[What to work on]:
Whenever a line of the data below holds the string "alias", copy that line.
Provided records: Begin
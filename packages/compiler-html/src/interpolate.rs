use mailforge_model::Context;

/// Replace every `{{key}}` whose key is in `context` with the value's string
/// form. Unknown keys are left as literal text.
///
/// This is a single left-to-right pass, so substituted values are never
/// scanned again and the result does not depend on context order.
pub fn interpolate(content: &str, context: &Context) -> String {
    if context.is_empty() || !content.contains("{{") {
        return content.to_string();
    }

    let mut out = String::with_capacity(content.len());
    let mut rest = content;

    while let Some(start) = rest.find("{{") {
        out.push_str(&rest[..start]);
        let after_open = &rest[start + 2..];

        if let Some(end) = after_open.find("}}") {
            if let Some(value) = context.get(&after_open[..end]) {
                out.push_str(&value.to_string());
                rest = &after_open[end + 2..];
                continue;
            }
        }

        // No match here; emit one brace and rescan from the next one.
        out.push('{');
        rest = &rest[start + 1..];
    }

    out.push_str(rest);
    out
}
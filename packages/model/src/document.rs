//! # Documents
//!
//! A [`Document`] is a complete email template: ordered blocks plus
//! metadata, ownership and visibility. [`DocumentRecord`] is the persisted
//! row, whose `blocks` column may come back either as structured JSON or as
//! serialized text.

use crate::{decode_blocks, defaults, validate_blocks, Block, DocumentId, ModelError, UserId};
use chrono::{DateTime, Utc};
use serde::{Deserialize, Serialize};
use serde_json::Value;
use std::fmt;
use std::str::FromStr;

#[derive(Debug, Clone, Copy, Default, PartialEq, Eq, Hash, Serialize, Deserialize)]
#[serde(rename_all = "lowercase")]
pub enum Visibility {
    Public,
    #[default]
    Private,
}

impl Visibility {
    pub fn as_str(self) -> &'static str {
        match self {
            Visibility::Public => "public",
            Visibility::Private => "private",
        }
    }
}

impl fmt::Display for Visibility {
    fn fmt(&self, f: &mut fmt::Formatter<'_>) -> fmt::Result {
        f.write_str(self.as_str())
    }
}

impl FromStr for Visibility {
    type Err = String;

    fn from_str(s: &str) -> Result<Self, Self::Err> {
        match s {
            "public" => Ok(Visibility::Public),
            "private" => Ok(Visibility::Private),
            other => Err(format!("unknown visibility: {}", other)),
        }
    }
}

#[derive(Debug, Clone, PartialEq, Serialize, Deserialize)]
#[serde(rename_all = "camelCase")]
pub struct Document {
    pub id: DocumentId,
    pub owner: UserId,
    pub name: String,
    pub category: String,
    pub subject: String,
    #[serde(default, skip_serializing_if = "Option::is_none")]
    pub description: Option<String>,
    pub visibility: Visibility,
    #[serde(default, skip_serializing_if = "Option::is_none")]
    pub forked_from: Option<DocumentId>,
    /// Rendering order.
    pub blocks: Vec<Block>,
    pub updated_at: DateTime<Utc>,
}

impl Document {
    /// Decode a persisted row. Fails when the stored blocks are not valid
    /// structured data.
    pub fn from_record(record: DocumentRecord) -> Result<Self, ModelError> {
        let blocks = decode_blocks(&record.blocks)?;
        Ok(Self {
            id: record.id,
            owner: record.owner,
            name: record.name,
            category: record.category,
            subject: record.subject,
            description: record.description,
            visibility: record.visibility,
            forked_from: record.forked_from,
            blocks,
            updated_at: record.updated_at,
        })
    }

    /// Whether `requester` may read this document.
    pub fn is_visible_to(&self, requester: &UserId) -> bool {
        self.visibility == Visibility::Public || &self.owner == requester
    }

    pub fn summary(&self) -> DocumentSummary {
        DocumentSummary {
            id: self.id.clone(),
            owner: self.owner.clone(),
            name: self.name.clone(),
            category: self.category.clone(),
            subject: self.subject.clone(),
            visibility: self.visibility,
            forked_from: self.forked_from.clone(),
            updated_at: self.updated_at,
        }
    }

    pub fn find_block(&self, block_id: &str) -> Option<&Block> {
        self.blocks.iter().find(|b| b.id == block_id)
    }

    pub fn find_block_mut(&mut self, block_id: &str) -> Option<&mut Block> {
        self.blocks.iter_mut().find(|b| b.id == block_id)
    }

    pub fn block_index(&self, block_id: &str) -> Option<usize> {
        self.blocks.iter().position(|b| b.id == block_id)
    }
}

/// A document row as the persistence layer hands it back.
#[derive(Debug, Clone, PartialEq, Serialize, Deserialize)]
#[serde(rename_all = "camelCase")]
pub struct DocumentRecord {
    pub id: DocumentId,
    pub owner: UserId,
    pub name: String,
    pub category: String,
    pub subject: String,
    #[serde(default)]
    pub description: Option<String>,
    pub visibility: Visibility,
    #[serde(default)]
    pub forked_from: Option<DocumentId>,
    /// Either a JSON array or a string holding one.
    pub blocks: Value,
    pub updated_at: DateTime<Utc>,
}

impl DocumentRecord {
    pub fn summary(&self) -> DocumentSummary {
        DocumentSummary {
            id: self.id.clone(),
            owner: self.owner.clone(),
            name: self.name.clone(),
            category: self.category.clone(),
            subject: self.subject.clone(),
            visibility: self.visibility,
            forked_from: self.forked_from.clone(),
            updated_at: self.updated_at,
        }
    }
}

/// Listing entry, without blocks.
#[derive(Debug, Clone, PartialEq, Serialize, Deserialize)]
#[serde(rename_all = "camelCase")]
pub struct DocumentSummary {
    pub id: DocumentId,
    pub owner: UserId,
    pub name: String,
    pub category: String,
    pub subject: String,
    pub visibility: Visibility,
    #[serde(default, skip_serializing_if = "Option::is_none")]
    pub forked_from: Option<DocumentId>,
    pub updated_at: DateTime<Utc>,
}

/// Creation input. Every field is optional and falls back to the starter
/// template.
#[derive(Debug, Clone, Default, PartialEq, Serialize, Deserialize)]
#[serde(rename_all = "camelCase")]
pub struct NewDocument {
    #[serde(default)]
    pub name: Option<String>,
    #[serde(default)]
    pub category: Option<String>,
    #[serde(default)]
    pub subject: Option<String>,
    #[serde(default)]
    pub description: Option<String>,
    #[serde(default, alias = "sections")]
    pub blocks: Option<Value>,
    #[serde(default)]
    pub visibility: Option<Visibility>,
}

impl NewDocument {
    pub fn into_document(
        self,
        id: DocumentId,
        owner: UserId,
        now: DateTime<Utc>,
    ) -> Result<Document, ModelError> {
        let blocks = match &self.blocks {
            Some(payload) => {
                let blocks = decode_blocks(payload)?;
                validate_blocks(&blocks)?;
                blocks
            }
            None => defaults::default_blocks(),
        };

        Ok(Document {
            id,
            owner,
            name: self.name.unwrap_or_else(|| defaults::UNTITLED_NAME.to_string()),
            category: self
                .category
                .unwrap_or_else(|| defaults::DEFAULT_CATEGORY.to_string()),
            subject: self
                .subject
                .unwrap_or_else(|| defaults::DEFAULT_SUBJECT.to_string()),
            description: self.description.filter(|d| !d.is_empty()),
            visibility: self.visibility.unwrap_or_default(),
            forked_from: None,
            blocks,
            updated_at: now,
        })
    }
}

/// Save request body: any subset of the editable fields.
#[derive(Debug, Clone, Default, PartialEq, Serialize, Deserialize)]
#[serde(rename_all = "camelCase")]
pub struct DocumentPatch {
    #[serde(default, skip_serializing_if = "Option::is_none")]
    pub name: Option<String>,
    #[serde(default, skip_serializing_if = "Option::is_none")]
    pub category: Option<String>,
    #[serde(default, skip_serializing_if = "Option::is_none")]
    pub subject: Option<String>,
    /// An empty string clears the description.
    #[serde(default, skip_serializing_if = "Option::is_none")]
    pub description: Option<String>,
    #[serde(default, alias = "sections", skip_serializing_if = "Option::is_none")]
    pub blocks: Option<Value>,
    #[serde(default, skip_serializing_if = "Option::is_none")]
    pub visibility: Option<Visibility>,
}

impl DocumentPatch {
    /// Decode and validate into the field update a store applies.
    pub fn into_update(self) -> Result<FieldUpdate, ModelError> {
        let blocks = match &self.blocks {
            Some(payload @ (Value::Array(_) | Value::String(_))) => {
                let blocks = decode_blocks(payload)?;
                validate_blocks(&blocks)?;
                Some(blocks)
            }
            Some(Value::Null) | None => None,
            Some(Value::Bool(_)) => return Err(ModelError::NotASequence("boolean")),
            Some(Value::Number(_)) => return Err(ModelError::NotASequence("number")),
            Some(Value::Object(_)) => return Err(ModelError::NotASequence("object")),
        };

        Ok(FieldUpdate {
            name: self.name,
            category: self.category,
            subject: self.subject,
            description: self.description.map(|d| Some(d).filter(|d| !d.is_empty())),
            blocks,
            visibility: self.visibility,
        })
    }
}

/// Result of a save: where the write landed and whether it created a fork.
#[derive(Debug, Clone, PartialEq, Eq, Serialize, Deserialize)]
#[serde(rename_all = "camelCase")]
pub struct SaveOutcome {
    pub id: DocumentId,
    pub created: bool,
}

/// Decoded, validated set of field changes. `None` leaves a field untouched;
/// `description: Some(None)` clears it.
#[derive(Debug, Clone, Default, PartialEq)]
pub struct FieldUpdate {
    pub name: Option<String>,
    pub category: Option<String>,
    pub subject: Option<String>,
    pub description: Option<Option<String>>,
    pub blocks: Option<Vec<Block>>,
    pub visibility: Option<Visibility>,
}

impl FieldUpdate {
    pub fn is_empty(&self) -> bool {
        *self == FieldUpdate::default()
    }

    /// Apply to an in-memory document. Does not touch id, owner,
    /// forkedFrom or updatedAt.
    pub fn apply_to(&self, doc: &mut Document) {
        if let Some(name) = &self.name {
            doc.name = name.clone();
        }
        if let Some(category) = &self.category {
            doc.category = category.clone();
        }
        if let Some(subject) = &self.subject {
            doc.subject = subject.clone();
        }
        if let Some(description) = &self.description {
            doc.description = description.clone();
        }
        if let Some(blocks) = &self.blocks {
            doc.blocks = blocks.clone();
        }
        if let Some(visibility) = self.visibility {
            doc.visibility = visibility;
        }
    }
}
Provided records: End
[Problem solution]:
    #[serde(default, alias = "sections")]
    #[serde(default, alias = "sections", skip_serializing_if = "Option::is_none")]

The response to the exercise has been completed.